▶ _Work task_: I need each line of the entries below that includes the string "super".

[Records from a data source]

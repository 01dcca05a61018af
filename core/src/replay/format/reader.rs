//! Event line reader
//!
//! Decodes lines leniently: a line that doesn't decode is skipped by
//! [`parse_recording`], never fatal.

use glam::Vec2;
use tracing::debug;

use super::{FormatError, WireEntity, WireEvent};
use crate::replay::types::{
    EntitySnapshot, Event, HeaderEvent, InputEvent, KeyframeEvent, Rgba, Shape, ShapeKind,
};

/// Decode one event line
pub fn decode_line(line: &str) -> Result<Event, FormatError> {
    let line = line.trim();
    if line.is_empty() {
        return Err(FormatError::Blank);
    }

    let wire: WireEvent<'static> = serde_json::from_str(line)?;
    Ok(match wire {
        WireEvent::Header { version, w, h } => Event::Header(HeaderEvent {
            version,
            width: w,
            height: h,
        }),
        WireEvent::Input { t, keys } => Event::Input(InputEvent {
            t,
            keys: keys.into_owned(),
        }),
        WireEvent::Keyframe { t, entities } => Event::Keyframe(KeyframeEvent {
            t,
            entities: entities.into_iter().map(snapshot_from_wire).collect(),
        }),
    })
}

fn snapshot_from_wire(wire: WireEntity<'_>) -> EntitySnapshot {
    let size = match (wire.w, wire.h) {
        (Some(w), Some(h)) => Some(Vec2::new(w as f32, h as f32)),
        _ => None,
    };
    let color = wire.color.as_deref().and_then(|channels| {
        let channels: Vec<f32> = channels.iter().map(|&c| c as f32).collect();
        Rgba::from_channels(&channels)
    });

    let shape = match (&wire.rt, size, color) {
        (None, None, None) => None,
        (rt, size, color) => Some(Shape {
            kind: rt.as_deref().map_or(ShapeKind::Custom, ShapeKind::parse),
            size,
            color,
        }),
    };

    // Half a velocity is no velocity
    let velocity = match (wire.vx, wire.vy) {
        (Some(vx), Some(vy)) => Some(Vec2::new(vx as f32, vy as f32)),
        _ => None,
    };

    EntitySnapshot {
        id: wire.id.into_owned(),
        position: Vec2::new(wire.x as f32, wire.y as f32),
        shape,
        velocity,
        key: wire.key,
    }
}

/// Everything recovered from a recording's lines
#[derive(Debug, Clone, Default)]
pub struct ParsedRecording {
    /// First header seen, if any
    pub header: Option<HeaderEvent>,
    /// Input events, in file order
    pub inputs: Vec<InputEvent>,
    /// Non-empty keyframes, in file order (not sorted)
    pub keyframes: Vec<KeyframeEvent>,
    /// Lines that failed to decode, plus empty keyframes
    pub skipped_lines: usize,
}

/// Decode every line of a recording, skipping anything unreadable
pub fn parse_recording<I>(lines: I) -> ParsedRecording
where
    I: IntoIterator,
    I::Item: AsRef<str>,
{
    let mut parsed = ParsedRecording::default();

    for (line_no, line) in lines.into_iter().enumerate() {
        match decode_line(line.as_ref()) {
            Ok(Event::Header(header)) => {
                if parsed.header.is_none() {
                    parsed.header = Some(header);
                } else {
                    debug!("line {}: duplicate header ignored", line_no + 1);
                }
            }
            Ok(Event::Input(input)) => parsed.inputs.push(input),
            Ok(Event::Keyframe(keyframe)) => {
                if keyframe.is_empty() {
                    debug!("line {}: empty keyframe ignored", line_no + 1);
                    parsed.skipped_lines += 1;
                } else {
                    parsed.keyframes.push(keyframe);
                }
            }
            Err(FormatError::Blank) => {}
            Err(e) => {
                debug!("line {}: skipped ({})", line_no + 1, e);
                parsed.skipped_lines += 1;
            }
        }
    }

    parsed
}
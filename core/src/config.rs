//! Configuration management (config.toml)
//!
//! Handles loading, saving, and providing defaults for recorder, player and
//! storage settings. Settings are stored in TOML format in the
//! platform-specific config directory.

use serde::{Deserialize, Serialize};
use std::io;
use std::path::{Path, PathBuf};

use crate::replay::{PlayerConfig, RecorderConfig};

const CONFIG_FILE: &str = "config.toml";

/// Application configuration.
///
/// Contains all user-configurable settings organized into sections.
#[derive(Debug, Clone, PartialEq, Serialize, Deserialize, Default)]
pub struct Config {
    /// Recorder settings
    #[serde(default)]
    pub recording: RecorderConfig,
    /// Player settings
    #[serde(default)]
    pub playback: PlayerConfig,
    /// Where recordings live
    #[serde(default)]
    pub storage: StorageConfig,
}

/// Recording storage configuration.
#[derive(Debug, Clone, PartialEq, Serialize, Deserialize, Default)]
pub struct StorageConfig {
    /// Directory holding `.jsonl` recordings (default: `<data dir>/recordings`)
    #[serde(default, skip_serializing_if = "Option::is_none")]
    pub recordings_dir: Option<PathBuf>,
}

fn project_dirs() -> Option<directories::ProjectDirs> {
    directories::ProjectDirs::from("io.simreel", "", "simreel")
}

/// Returns the platform-specific configuration directory.
///
/// On Windows: `%APPDATA%\simreel\config`
/// On macOS: `~/Library/Application Support/io.simreel.simreel`
/// On Linux: `~/.config/simreel`
///
/// Returns `None` if the home directory cannot be determined.
pub fn config_dir() -> Option<PathBuf> {
    project_dirs().map(|dirs| dirs.config_dir().to_path_buf())
}

/// Returns the platform-specific data directory.
///
/// On Linux: `~/.local/share/simreel`
pub fn data_dir() -> Option<PathBuf> {
    project_dirs().map(|dirs| dirs.data_dir().to_path_buf())
}

/// Directory recordings are read from and written to.
///
/// Uses the configured directory, then `<data dir>/recordings`, then
/// `./recordings` when no home directory is available.
pub fn recordings_dir(config: &Config) -> PathBuf {
    config
        .storage
        .recordings_dir
        .clone()
        .or_else(|| data_dir().map(|dir| dir.join("recordings")))
        .unwrap_or_else(|| PathBuf::from("recordings"))
}

/// Loads the configuration from disk.
///
/// Reads `config.toml` from the platform's configuration directory.
/// Returns default values if the file doesn't exist or cannot be parsed.
pub fn load() -> Config {
    config_dir()
        .map(|dir| load_from(&dir.join(CONFIG_FILE)))
        .unwrap_or_default()
}

/// Loads the configuration from a specific file, falling back to defaults.
pub fn load_from(path: &Path) -> Config {
    let Ok(content) = std::fs::read_to_string(path) else {
        return Config::default();
    };
    match toml::from_str(&content) {
        Ok(config) => config,
        Err(e) => {
            tracing::warn!("Ignoring invalid config {}: {}", path.display(), e);
            Config::default()
        }
    }
}

/// Saves the configuration to disk.
///
/// Writes `config.toml` to the platform's configuration directory.
/// Creates the directory if it doesn't exist.
///
/// # Errors
///
/// Returns an error if the directory cannot be created or the file
/// cannot be written.
pub fn save(config: &Config) -> io::Result<()> {
    match config_dir() {
        Some(dir) => save_to(config, &dir.join(CONFIG_FILE)),
        None => Ok(()),
    }
}

/// Saves the configuration to a specific file.
pub fn save_to(config: &Config, path: &Path) -> io::Result<()> {
    if let Some(dir) = path.parent() {
        std::fs::create_dir_all(dir)?;
    }
    let content = toml::to_string_pretty(config).map_err(io::Error::other)?;
    std::fs::write(path, content)
}

#[cfg(test)]
mod tests {
    use super::*;
    use tempfile::TempDir;

    // =============================================================
    // Default value tests
    // =============================================================

    #[test]
    fn test_config_default() {
        let config = Config::default();
        assert_eq!(config.recording.keyframe_interval_secs, 0.5);
        assert_eq!(config.recording.queue_capacity, 4096);
        assert_eq!(config.playback.speed, 1.0);
        assert_eq!(config.storage.recordings_dir, None);
    }

    // =============================================================
    // TOML serialization tests
    // =============================================================

    #[test]
    fn test_config_deserialize_empty() {
        // Empty TOML should produce defaults
        let config: Config = toml::from_str("").unwrap();
        assert_eq!(config, Config::default());
    }

    #[test]
    fn test_config_deserialize_partial_recording() {
        let toml_str = r#"
[recording]
keyframe_interval_secs = 0.25
quantize_decimals = 3
"#;
        let config: Config = toml::from_str(toml_str).unwrap();
        assert_eq!(config.recording.keyframe_interval_secs, 0.25);
        assert_eq!(config.recording.quantize_decimals, 3);
        assert_eq!(config.recording.warmup_secs, 0.1); // default
        assert_eq!(config.recording.join_timeout_ms, 500); // default
        assert_eq!(config.playback.speed, 1.0); // default
    }

    #[test]
    fn test_config_deserialize_storage() {
        let toml_str = r#"
[storage]
recordings_dir = "/tmp/reels"
"#;
        let config: Config = toml::from_str(toml_str).unwrap();
        assert_eq!(recordings_dir(&config), PathBuf::from("/tmp/reels"));
    }

    #[test]
    fn test_config_save_and_load_roundtrip() {
        let dir = TempDir::new().unwrap();
        let path = dir.path().join("nested").join(CONFIG_FILE);

        let mut config = Config::default();
        config.playback.speed = 2.5;
        config.recording.queue_capacity = 64;
        save_to(&config, &path).unwrap();

        assert_eq!(load_from(&path), config);
    }

    #[test]
    fn test_load_from_missing_or_invalid_uses_defaults() {
        let dir = TempDir::new().unwrap();
        assert_eq!(load_from(&dir.path().join("absent.toml")), Config::default());

        let bad = dir.path().join(CONFIG_FILE);
        std::fs::write(&bad, "[recording\nnot toml").unwrap();
        assert_eq!(load_from(&bad), Config::default());
    }
}
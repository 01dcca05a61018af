//! End-to-end record → store → load → play tests

use glam::Vec2;
use tempfile::TempDir;

use super::sim::{scene, step};
use crate::replay::{
    Archetype, FileStorage, HeaderEvent, MemoryStorage, Player, PlayerConfig, Recorder,
    RecorderConfig, RecordingStats, RecordingStorage, Rgba, ShapeKind,
};
use crate::test_utils::{CountingScene, TestEntity};

const DT: f64 = 0.125;

/// Record `scene()` for one second, pressing space on the third tick
fn record_one_second(storage: &dyn RecordingStorage, target: &str) -> RecordingStats {
    let mut recorder = Recorder::new(RecorderConfig::default());
    recorder.start(storage, target, 800, 600).unwrap();

    let mut entities = scene();
    for tick in 1..=8 {
        step(&mut entities, DT as f32);
        let keys: &[i32] = if tick == 3 { &[32] } else { &[] };
        recorder.update(DT, &entities, keys);
    }

    recorder.stop().unwrap()
}

fn assert_plays_back(player: &mut Player<CountingScene>) {
    player.advance(0.75);
    let entities = player.entities();
    assert_eq!(entities.len(), 3);

    assert_eq!(entities[0].archetype, Archetype::PlayerAvatar);
    assert_eq!(entities[0].position, Vec2::new(400.0, 300.0));

    assert!(matches!(entities[1].archetype, Archetype::Enemy { .. }));
    // Keyframe at 0.5 had x=5; 0.25s later at 10/s
    assert_eq!(entities[1].position, Vec2::new(7.5, 0.0));

    assert_eq!(
        entities[2].archetype,
        Archetype::Generic {
            kind: ShapeKind::Circle,
            size: Vec2::splat(5.0),
            color: Rgba::new(0.5, 0.5, 1.0, 0.8),
        }
    );
    assert_eq!(entities[2].position, Vec2::new(50.0, 60.0));
    assert_eq!(player.scene().live(), 3);

    player.advance(10.0);
    assert_eq!(player.clock(), 1.0);
    assert_eq!(player.entities()[1].position, Vec2::new(10.0, 0.0));
}

#[test]
fn test_record_and_play_back_in_memory() {
    let storage = MemoryStorage::new();
    let stats = record_one_second(&storage, "session");

    // Periodic keyframes at 0.5 and 1.0, plus the final one
    assert_eq!(stats.keyframes_emitted, 3);
    assert_eq!(stats.inputs_emitted, 1);
    assert_eq!(stats.lines_written, 5);
    assert_eq!(stats.lines_dropped, 0);

    let mut player = Player::new(CountingScene::default(), PlayerConfig::default());
    let summary = player.load(&storage, "session").unwrap();
    assert_eq!(summary.header, Some(HeaderEvent::new(800, 600)));
    assert_eq!(summary.keyframes, 3);
    assert_eq!(summary.inputs, 1);
    assert_eq!(summary.skipped_lines, 0);
    assert_eq!(summary.duration, 1.0);
    assert_eq!(player.inputs()[0].keys, vec![32]);

    assert_plays_back(&mut player);
}

#[test]
fn test_record_and_play_back_from_files() {
    let dir = TempDir::new().unwrap();
    let storage = FileStorage::new(dir.path().join("recordings"));
    let stats = record_one_second(&storage, "session");
    assert_eq!(stats.lines_written, 5);

    let file = dir.path().join("recordings").join("session.jsonl");
    let content = std::fs::read_to_string(&file).unwrap();
    assert_eq!(content.lines().count(), 5);
    assert!(content.starts_with(r#"{"type":"header","version":1,"w":800,"h":600}"#));

    let listed = storage.list_available();
    assert_eq!(listed.len(), 1);
    assert_eq!(listed[0].name, "session");
    assert_eq!(listed[0].path.as_deref(), Some(file.as_path()));

    let mut player = Player::new(CountingScene::default(), PlayerConfig::default());
    player.load(&storage, "session").unwrap();
    assert_plays_back(&mut player);
}

#[test]
fn test_every_queued_line_is_durable_after_stop() {
    let storage = MemoryStorage::new();
    let mut recorder = Recorder::new(RecorderConfig {
        keyframe_interval_secs: 0.0,
        warmup_secs: 0.0,
        ..Default::default()
    });
    recorder.start(&storage, "dense", 320, 240).unwrap();

    let mut entities = scene();
    for _ in 0..500 {
        step(&mut entities, 0.01);
        recorder.update(0.01, &entities, &[65]);
    }
    let stats = recorder.stop().unwrap();

    assert_eq!(stats.lines_dropped, 0);
    assert_eq!(stats.lines_written, stats.lines_enqueued);
    // Header, 500 inputs, 500 keyframes and the final one
    assert_eq!(stats.lines_written, 1002);
    assert_eq!(storage.lines("dense").unwrap().len(), 1002);
}

#[test]
fn test_keyed_entities_match_by_identity_across_despawn() {
    let storage = MemoryStorage::new();
    let mut recorder = Recorder::default();
    recorder.start(&storage, "keyed", 800, 600).unwrap();

    let mut entities: Vec<TestEntity> = (0..3u64)
        .map(|i| {
            TestEntity::new("Enemy", Vec2::new(100.0 * i as f32, 0.0))
                .with_velocity(Vec2::new(10.0, 0.0))
                .with_key(i + 1)
        })
        .collect();

    for tick in 1..=8 {
        if tick == 5 {
            // The first enemy is destroyed after the 0.5s keyframe
            entities.remove(0);
        }
        step(&mut entities, DT as f32);
        recorder.update(DT, &entities, &[]);
    }
    recorder.stop().unwrap();

    let mut player = Player::new(CountingScene::default(), PlayerConfig::default());
    player.load(&storage, "keyed").unwrap();
    player.advance(0.75);

    let positions: Vec<Vec2> = player.entities().iter().map(|e| e.position).collect();
    assert_eq!(
        positions,
        vec![
            // Gone from the next keyframe, so it holds still
            Vec2::new(5.0, 0.0),
            Vec2::new(107.5, 0.0),
            Vec2::new(207.5, 0.0),
        ]
    );
}

#[test]
fn test_unkeyed_entities_match_by_index() {
    let storage = MemoryStorage::new();
    let mut recorder = Recorder::default();
    recorder.start(&storage, "indexed", 800, 600).unwrap();

    let mut entities: Vec<TestEntity> = (0..3)
        .map(|i| {
            TestEntity::new("Enemy", Vec2::new(100.0 * i as f32, 0.0))
                .with_velocity(Vec2::new(10.0, 0.0))
        })
        .collect();

    for tick in 1..=8 {
        if tick == 5 {
            entities.remove(0);
        }
        step(&mut entities, DT as f32);
        recorder.update(DT, &entities, &[]);
    }
    recorder.stop().unwrap();

    let mut player = Player::new(CountingScene::default(), PlayerConfig::default());
    player.load(&storage, "indexed").unwrap();
    player.advance(0.75);

    let positions: Vec<Vec2> = player.entities().iter().map(|e| e.position).collect();
    // Only the first two indices exist in both keyframes
    assert_eq!(
        positions,
        vec![
            Vec2::new(7.5, 0.0),
            Vec2::new(107.5, 0.0),
            Vec2::new(205.0, 0.0),
        ]
    );
}
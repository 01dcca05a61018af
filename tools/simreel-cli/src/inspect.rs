//! Inspect command - summarize a recording without playing it

use std::collections::BTreeMap;

use anyhow::{Context, Result};
use clap::Args;
use simreel_core::Config;
use simreel_core::replay::{HeaderEvent, RecordingStorage, parse_recording};

use crate::StorageArgs;

/// Arguments for the inspect command
#[derive(Args)]
pub struct InspectArgs {
    /// Recording name or path (.jsonl)
    pub recording: String,

    #[command(flatten)]
    pub storage: StorageArgs,
}

/// What a recording contains
#[derive(Debug, Default, PartialEq)]
pub struct RecordingSummary {
    pub header: Option<HeaderEvent>,
    pub keyframes: usize,
    pub inputs: usize,
    pub skipped_lines: usize,
    /// Earliest and latest keyframe timestamps
    pub span: Option<(f64, f64)>,
    /// Fewest and most entities in a single keyframe
    pub entity_range: Option<(usize, usize)>,
    /// Largest per-keyframe count of each entity name
    pub peak_by_name: BTreeMap<String, usize>,
}

impl RecordingSummary {
    pub fn from_lines<I>(lines: I) -> Self
    where
        I: IntoIterator,
        I::Item: AsRef<str>,
    {
        let parsed = parse_recording(lines);

        let span = parsed
            .keyframes
            .iter()
            .map(|k| k.t)
            .fold(None, |span: Option<(f64, f64)>, t| match span {
                Some((lo, hi)) => Some((lo.min(t), hi.max(t))),
                None => Some((t, t)),
            });

        let entity_range = parsed
            .keyframes
            .iter()
            .map(|k| k.len())
            .fold(None, |range: Option<(usize, usize)>, n| match range {
                Some((lo, hi)) => Some((lo.min(n), hi.max(n))),
                None => Some((n, n)),
            });

        let mut peak_by_name = BTreeMap::new();
        for keyframe in &parsed.keyframes {
            let mut counts: BTreeMap<&str, usize> = BTreeMap::new();
            for entity in &keyframe.entities {
                *counts.entry(entity.id.as_str()).or_default() += 1;
            }
            for (name, count) in counts {
                let peak = peak_by_name.entry(name.to_string()).or_insert(0);
                *peak = (*peak).max(count);
            }
        }

        Self {
            header: parsed.header,
            keyframes: parsed.keyframes.len(),
            inputs: parsed.inputs.len(),
            skipped_lines: parsed.skipped_lines,
            span,
            entity_range,
            peak_by_name,
        }
    }
}

/// Execute the inspect command
pub fn execute(args: InspectArgs, config: &Config) -> Result<()> {
    let storage = args.storage.open(config);
    let lines = storage
        .read_lines(&args.recording)
        .with_context(|| format!("Failed to read recording: {}", args.recording))?;
    let summary = RecordingSummary::from_lines(&lines);

    println!("=== Recording: {} ===", args.recording);
    match summary.header {
        Some(header) => {
            println!("Format version: {}", header.version);
            println!("Canvas: {}x{}", header.width, header.height);
        }
        None => println!("Header: missing"),
    }

    println!();
    println!("Lines: {}", lines.len());
    println!("Keyframes: {}", summary.keyframes);
    println!("Input events: {}", summary.inputs);
    println!("Skipped lines: {}", summary.skipped_lines);

    if let Some((start, end)) = summary.span {
        println!("Time span: {:.2}s - {:.2}s", start, end);
    }
    if let Some((fewest, most)) = summary.entity_range {
        println!("Entities per keyframe: {} - {}", fewest, most);
    }

    if !summary.peak_by_name.is_empty() {
        println!();
        println!("=== Entities (peak count) ===");
        for (name, peak) in &summary.peak_by_name {
            let name = if name.is_empty() { "<unnamed>" } else { name };
            println!("  {:<24} {}", name, peak);
        }
    }

    Ok(())
}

▶ _Solution for this task_:
use super::{FormatError, WireEntity, WireEvent};
    use super::*;
use super::sim::{scene, step};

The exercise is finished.